▶ [Exercise objective] Pick out all lines with the word "async" from the records that follow.

▶ [Data provided]
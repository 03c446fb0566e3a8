//! `SQLite` connection pool setup and migration runner.

use std::str::FromStr;

use sqlx::SqlitePool;
use sqlx::sqlite::SqliteConnectOptions;

use crate::error::StorageError;

/// Configuration for the `SQLite` storage adapter.
pub struct Config {
    /// `SQLite` connection URL (e.g. `sqlite:sentra.db` or `sqlite::memory:`).
    pub database_url: String,
}

impl Config {
    /// Build a [`Database`] from this configuration.
    ///
    /// Creates the connection pool, creates the database file if missing,
    /// and runs all pending migrations.
    ///
    /// # Errors
    ///
    /// Returns [`StorageError`] if the connection or migrations fail.
    pub async fn build(self) -> Result<Database, StorageError> {
        Database::initialize(&self.database_url).await
    }
}

/// Holds the `SQLite` connection pool and provides access to it.
pub struct Database {
    pool: SqlitePool,
}

impl Database {
    /// Connect to the database and run migrations.
    async fn initialize(database_url: &str) -> Result<Self, StorageError> {
        let options = SqliteConnectOptions::from_str(database_url)?.create_if_missing(true);

        let pool = SqlitePool::connect_with(options).await?;

        sqlx::migrate!("./migrations").run(&pool).await?;

        Ok(Self { pool })
    }

    /// Borrow the underlying connection pool.
    #[must_use]
    pub fn pool(&self) -> &SqlitePool {
        &self.pool
    }
}

#[cfg(test)]
mod tests {
    use super::*;

    #[tokio::test]
    async fn should_create_pool_and_run_migrations_when_using_memory_db() {
        let config = Config {
            database_url: "sqlite::memory:".to_string(),
        };
        let db = config.build().await.unwrap();

        // Verify tables exist by querying sqlite_master
        let tables: Vec<(String,)> = sqlx::query_as(
            "SELECT name FROM sqlite_master WHERE type = 'table' AND name NOT LIKE 'sqlite_%' AND name != '_sqlx_migrations' ORDER BY name",
        )
        .fetch_all(db.pool())
        .await
        .unwrap();

        let names: Vec<&str> = tables.iter().map(|row| row.0.as_str()).collect();
        assert!(names.contains(&"devices"), "missing devices table");
        assert!(names.contains(&"logs"), "missing logs table");
    }
}
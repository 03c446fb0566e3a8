//! The ingestion entry point — the sole write path into the system.

use std::str::FromStr;

use axum::Json;
use axum::extract::State;
use serde::{Deserialize, Serialize};

use sentra_app::ports::{DeviceRepository, EventPublisher, LogStore, VariantConfigSource};
use sentra_app::services::ingest_service::IngestRequest;
use sentra_domain::error::NotFoundError;
use sentra_domain::id::{DeviceId, LogId};
use sentra_domain::metrics::MetricSet;
use sentra_domain::severity::Severity;
use sentra_domain::variant::Variant;

use crate::error::ApiError;
use crate::state::AppState;

/// Request body for `POST /api/ingest`.
#[derive(Deserialize)]
#[serde(rename_all = "camelCase")]
pub struct IngestBody {
    pub device_id: String,
    pub domain: String,
    pub metrics: MetricSet,
    #[serde(default)]
    pub status: Option<Severity>,
    #[serde(default)]
    pub message: Option<String>,
}

/// Response body for a successful ingestion.
#[derive(Serialize)]
#[serde(rename_all = "camelCase")]
pub struct IngestResponse {
    pub success: bool,
    pub log_id: LogId,
}

/// `POST /api/ingest`
pub async fn ingest<DR, LS, P, CS>(
    State(state): State<AppState<DR, LS, P, CS>>,
    Json(body): Json<IngestBody>,
) -> Result<Json<IngestResponse>, ApiError>
where
    DR: DeviceRepository + Send + Sync + 'static,
    LS: LogStore + Send + Sync + 'static,
    P: EventPublisher + Send + Sync + 'static,
    CS: VariantConfigSource + Send + Sync + 'static,
{
    let device_id = DeviceId::new(body.device_id).map_err(sentra_domain::error::SentraError::from)?;
    let variant = Variant::from_str(&body.domain).map_err(|err| {
        ApiError::from(sentra_domain::error::SentraError::from(NotFoundError {
            entity: "Variant",
            id: err.0,
        }))
    })?;

    let receipt = state
        .ingest_service
        .ingest(IngestRequest {
            device_id,
            variant,
            metrics: body.metrics,
            status: body.status,
            message: body.message,
        })
        .await?;

    Ok(Json(IngestResponse {
        success: true,
        log_id: receipt.log_id,
    }))
}
//! Log record — the immutable persisted trace of one ingested reading.

use serde::{Deserialize, Serialize};

use crate::id::{DeviceId, LogId};
use crate::metrics::MetricSet;
use crate::severity::Severity;
use crate::time::Timestamp;

/// Persistence level of a log record, collapsed from [`Severity`].
///
/// `Normal` readings are stored as plain `Info` entries.
#[derive(Debug, Clone, Copy, PartialEq, Eq, Default, Serialize, Deserialize)]
#[serde(rename_all = "lowercase")]
pub enum LogLevel {
    #[default]
    Info,
    Warning,
    Critical,
}

impl LogLevel {
    /// Map an evaluated severity to its storage level.
    #[must_use]
    pub fn from_severity(severity: Severity) -> Self {
        match severity {
            Severity::Normal => Self::Info,
            Severity::Warning => Self::Warning,
            Severity::Critical => Self::Critical,
        }
    }

    /// The lowercase wire identifier.
    #[must_use]
    pub fn as_str(self) -> &'static str {
        match self {
            Self::Info => "info",
            Self::Warning => "warning",
            Self::Critical => "critical",
        }
    }
}

impl std::fmt::Display for LogLevel {
    fn fmt(&self, f: &mut std::fmt::Formatter<'_>) -> std::fmt::Result {
        f.write_str(self.as_str())
    }
}

/// Parse failure for [`LogLevel`] identifiers.
#[derive(Debug, PartialEq, Eq, thiserror::Error)]
#[error("unknown log level: {0}")]
pub struct UnknownLogLevel(pub String);

impl std::str::FromStr for LogLevel {
    type Err = UnknownLogLevel;

    fn from_str(s: &str) -> Result<Self, Self::Err> {
        match s {
            "info" => Ok(Self::Info),
            "warning" => Ok(Self::Warning),
            "critical" => Ok(Self::Critical),
            other => Err(UnknownLogLevel(other.to_string())),
        }
    }
}

/// One appended log entry: the metric payload plus its assessed level.
#[derive(Debug, Clone, PartialEq, Serialize, Deserialize)]
#[serde(rename_all = "camelCase")]
pub struct LogRecord {
    pub id: LogId,
    pub device_id: DeviceId,
    pub metrics: MetricSet,
    pub level: LogLevel,
    pub message: String,
    pub timestamp: Timestamp,
}

impl LogRecord {
    /// Create a builder for constructing a [`LogRecord`].
    #[must_use]
    pub fn builder() -> LogRecordBuilder {
        LogRecordBuilder::default()
    }
}

/// Step-by-step builder for [`LogRecord`].
#[derive(Debug, Default)]
pub struct LogRecordBuilder {
    id: Option<LogId>,
    device_id: Option<DeviceId>,
    metrics: MetricSet,
    level: LogLevel,
    message: String,
    timestamp: Option<Timestamp>,
}

impl LogRecordBuilder {
    #[must_use]
    pub fn id(mut self, id: LogId) -> Self {
        self.id = Some(id);
        self
    }

    #[must_use]
    pub fn device_id(mut self, device_id: DeviceId) -> Self {
        self.device_id = Some(device_id);
        self
    }

    #[must_use]
    pub fn metrics(mut self, metrics: MetricSet) -> Self {
        self.metrics = metrics;
        self
    }

    #[must_use]
    pub fn level(mut self, level: LogLevel) -> Self {
        self.level = level;
        self
    }

    #[must_use]
    pub fn message(mut self, message: impl Into<String>) -> Self {
        self.message = message.into();
        self
    }

    #[must_use]
    pub fn timestamp(mut self, timestamp: Timestamp) -> Self {
        self.timestamp = Some(timestamp);
        self
    }

    /// Consume the builder and return a [`LogRecord`].
    ///
    /// # Panics
    ///
    /// Panics if `device_id` was not set; every log entry belongs to a
    /// device.
    #[must_use]
    pub fn build(self) -> LogRecord {
        LogRecord {
            id: self.id.unwrap_or_default(),
            device_id: self.device_id.expect("device_id is required"),
            metrics: self.metrics,
            level: self.level,
            message: self.message,
            timestamp: self.timestamp.unwrap_or_else(crate::time::now),
        }
    }
}

#[cfg(test)]
mod tests {
    use super::*;

    #[test]
    fn should_collapse_normal_severity_to_info() {
        assert_eq!(LogLevel::from_severity(Severity::Normal), LogLevel::Info);
        assert_eq!(
            LogLevel::from_severity(Severity::Warning),
            LogLevel::Warning
        );
        assert_eq!(
            LogLevel::from_severity(Severity::Critical),
            LogLevel::Critical
        );
    }

    #[test]
    fn should_roundtrip_level_through_display_and_from_str() {
        for level in [LogLevel::Info, LogLevel::Warning, LogLevel::Critical] {
            let parsed: LogLevel = level.to_string().parse().unwrap();
            assert_eq!(parsed, level);
        }
    }

    #[test]
    fn should_return_error_when_parsing_unknown_level() {
        let result: Result<LogLevel, _> = "fatal".parse();
        assert_eq!(result.unwrap_err(), UnknownLogLevel("fatal".to_string()));
    }

    #[test]
    fn should_build_log_record_with_defaults() {
        let record = LogRecord::builder()
            .device_id(DeviceId::new("dev_home_01").unwrap())
            .metrics(MetricSet::new().with("temp", 55.0))
            .level(LogLevel::Critical)
            .message("🔥 FIRE ALERT!")
            .build();
        assert_eq!(record.level, LogLevel::Critical);
        assert_eq!(record.metrics.value("temp"), Some(55.0));
    }

    #[test]
    fn should_generate_unique_ids_for_each_record() {
        let a = LogRecord::builder()
            .device_id(DeviceId::new("d1").unwrap())
            .build();
        let b = LogRecord::builder()
            .device_id(DeviceId::new("d1").unwrap())
            .build();
        assert_ne!(a.id, b.id);
    }

    #[test]
    fn should_roundtrip_through_serde_json() {
        let record = LogRecord::builder()
            .device_id(DeviceId::new("dev_farm_01").unwrap())
            .metrics(MetricSet::new().with("soil_moisture", 15.0))
            .level(LogLevel::Warning)
            .message("⚠️ Soil needs attention.")
            .build();
        let json = serde_json::to_string(&record).unwrap();
        let parsed: LogRecord = serde_json::from_str(&json).unwrap();
        assert_eq!(parsed, record);
    }
}
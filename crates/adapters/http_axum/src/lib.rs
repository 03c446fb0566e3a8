//! # sentra-adapter-http-axum
//!
//! HTTP adapter using [axum](https://docs.rs/axum).
//!
//! ## Responsibilities
//! - Expose the ingestion entry point (`POST /api/ingest`)
//! - Serve read-only device, log, stats, and variant-config endpoints
//! - Bridge the in-process event bus onto a WebSocket stream
//! - Map domain errors to HTTP status codes
//!
//! ## Dependency rule
//! Depends on `sentra-app` (services and port traits) and `sentra-domain`.
//! The `app` and `domain` crates must never reference this adapter.

pub mod api;
pub mod error;
pub mod router;
pub mod state;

▶ [Answer below]
    pub async fn build(self) -> Result<Database, StorageError> {
    async fn initialize(database_url: &str) -> Result<Self, StorageError> {
    async fn should_create_pool_and_run_migrations_when_using_memory_db() {
pub async fn ingest<DR, LS, P, CS>(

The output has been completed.